Originally published Sunday, December 19, 2004 at 12:00 AM
Anti-Kerry group meets to decide on future role
The end of the 2004 presidential election campaign doesn't spell the end of Swift Boat Veterans for Truth, the well-funded alliance of former servicemen that remains dedicated...
St. Louis Post-Dispatch
WASHINGTON The end of the 2004 presidential election campaign doesn't spell the end of Swift Boat Veterans for Truth, the well-funded alliance of former servicemen that remains dedicated to preventing John Kerry from becoming president.
The group, which recently changed its name to Swift Boat Veterans and POWs for Truth, plans to convene next month to celebrate its successes and to consider speaking out further about Kerry's military service, his anti-war activities afterward, and other issues, says William Franke, who ran the organization's day-to-day operations.

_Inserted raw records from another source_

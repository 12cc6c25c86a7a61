use axum::extract::ws::{CloseFrame, Message, WebSocket};
use futures_util::{SinkExt, StreamExt};
use tokio::sync::{mpsc, oneshot};
use tokio::time::{interval, timeout};

use crate::state::{AppState, WsTimings};
use crate::ws::protocol::{ClientEvent, ProtocolError, ServerEvent};
use crate::ws::{new_connection_id, EventSender};

/// Run the actor-per-connection pattern for an authenticated WebSocket.
///
/// Splits the WebSocket into reader and writer halves:
/// - Writer task: owns the sink, encodes router events and forwards control frames
/// - Ping task: keepalive, signals the reader when a pong is overdue
/// - Reader loop (this task): decodes frames and hands them to the event router
///
/// The router holds the event sender for the lifetime of the session and is
/// told about the close exactly once, after the reader loop ends.
pub async fn run_connection(socket: WebSocket, state: AppState, user_id: String) {
    let connection_id = new_connection_id();
    let (ws_sender, mut ws_receiver) = socket.split();
    let (event_tx, event_rx) = mpsc::unbounded_channel::<ServerEvent>();
    let (control_tx, control_rx) = mpsc::unbounded_channel::<Message>();

    state
        .router
        .connect(connection_id.clone(), Some(user_id.clone()), event_tx.clone());

    tracing::info!(
        connection_id = %connection_id,
        user_id = %user_id,
        "WebSocket actor started"
    );

    let writer_handle = tokio::spawn(writer_task(ws_sender, event_rx, control_rx));

    let (pong_tx, pong_rx) = mpsc::unbounded_channel::<()>();
    let (dead_tx, mut dead_rx) = oneshot::channel::<()>();
    let ping_handle = tokio::spawn(ping_task(state.ws, control_tx.clone(), pong_rx, dead_tx));

    loop {
        let next = tokio::select! {
            next = ws_receiver.next() => next,
            _ = &mut dead_rx => {
                tracing::info!(connection_id = %connection_id, "Closing unresponsive connection");
                break;
            }
        };

        match next {
            Some(Ok(msg)) => match msg {
                Message::Text(text) => {
                    handle_text(&state, &connection_id, &event_tx, text.as_str());
                }
                Message::Binary(data) => {
                    tracing::debug!(
                        connection_id = %connection_id,
                        len = data.len(),
                        "Ignoring binary frame (expected JSON text)"
                    );
                }
                Message::Pong(_) => {
                    let _ = pong_tx.send(());
                }
                Message::Ping(data) => {
                    let _ = control_tx.send(Message::Pong(data));
                }
                Message::Close(frame) => {
                    tracing::info!(
                        connection_id = %connection_id,
                        reason = ?frame,
                        "Client initiated close"
                    );
                    break;
                }
            },
            Some(Err(e)) => {
                tracing::warn!(
                    connection_id = %connection_id,
                    error = %e,
                    "WebSocket receive error"
                );
                break;
            }
            None => {
                tracing::info!(connection_id = %connection_id, "WebSocket stream ended");
                break;
            }
        }
    }

    ping_handle.abort();
    state.router.disconnect(connection_id.clone());

    // Let a pending close frame reach the socket before the writer goes away.
    drop(event_tx);
    drop(control_tx);
    if timeout(state.ws.pong_timeout, writer_handle).await.is_err() {
        tracing::debug!(connection_id = %connection_id, "Writer did not finish in time");
    }

    tracing::info!(
        connection_id = %connection_id,
        user_id = %user_id,
        "WebSocket actor stopped"
    );
}

fn handle_text(state: &AppState, connection_id: &str, event_tx: &EventSender, text: &str) {
    match ClientEvent::decode(text) {
        Ok(event) => {
            tracing::trace!(
                connection_id = %connection_id,
                event = event.name(),
                "Inbound event"
            );
            state.router.inbound(connection_id.to_string(), event);
        }
        Err(e) => {
            tracing::debug!(
                connection_id = %connection_id,
                error = %e,
                "Malformed frame: {}",
                text.chars().take(100).collect::<String>()
            );
            send_protocol_error(event_tx, &format!("Malformed event: {}", e));
        }
    }
}

fn send_protocol_error(event_tx: &EventSender, message: &str) {
    let _ = event_tx.send(ServerEvent::Error(ProtocolError {
        message: message.to_string(),
    }));
}

/// Sends periodic pings and fires `dead` when a pong does not arrive in time.
async fn ping_task(
    timings: WsTimings,
    control_tx: mpsc::UnboundedSender<Message>,
    mut pong_rx: mpsc::UnboundedReceiver<()>,
    dead: oneshot::Sender<()>,
) {
    let mut ping_timer = interval(timings.ping_interval);
    // Skip the first immediate tick
    ping_timer.tick().await;

    loop {
        ping_timer.tick().await;

        if control_tx.send(Message::Ping(vec![1, 2, 3, 4].into())).is_err() {
            // Writer task has died
            break;
        }

        match timeout(timings.pong_timeout, pong_rx.recv()).await {
            Ok(Some(())) => {}
            _ => {
                tracing::warn!("Pong timeout, closing connection");
                let _ = control_tx.send(Message::Close(Some(CloseFrame {
                    code: 1001,
                    reason: "Pong timeout".into(),
                })));
                let _ = dead.send(());
                break;
            }
        }
    }
}

/// Writer task: encodes router events and forwards control frames to the WebSocket sink.
/// Ends when both queues are closed or the socket breaks.
async fn writer_task(
    mut ws_sender: futures_util::stream::SplitSink<WebSocket, Message>,
    mut events: mpsc::UnboundedReceiver<ServerEvent>,
    mut control: mpsc::UnboundedReceiver<Message>,
) {
    let mut events_open = true;
    let mut control_open = true;

    while events_open || control_open {
        let msg = tokio::select! {
            event = events.recv(), if events_open => match event {
                Some(event) => match event.encode() {
                    Ok(json) => Message::Text(json.into()),
                    Err(e) => {
                        tracing::error!(event = event.name(), error = %e, "Failed to encode event");
                        continue;
                    }
                },
                None => {
                    events_open = false;
                    continue;
                }
            },
            frame = control.recv(), if control_open => match frame {
                Some(frame) => frame,
                None => {
                    control_open = false;
                    continue;
                }
            },
        };

        let closing = matches!(msg, Message::Close(_));
        if ws_sender.send(msg).await.is_err() || closing {
            break;
        }
    }

    let _ = ws_sender.close().await;
}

In his first interview about his role in the anti-Kerry group, the Navy veteran said his group succeeded in its mission to discredit Kerry and may help distribute a controversial film attacking the Massachusetts senator.
Kerry has given no indication that he might seek the Democratic nomination in 2008 and probably would encounter resistance from many in his party if he did.
Nonetheless, Franke made clear that his disdain for Kerry had not abated and that his group was keeping a wary eye on the senator's activities.
Franke, 60, offered no new evidence for his claims that Kerry misstated facts about his Vietnam service. But he said the Swift boat group's members remained frustrated, feeling that the news media did not bore in sufficiently on what he regards as unanswered questions about Kerry's service records.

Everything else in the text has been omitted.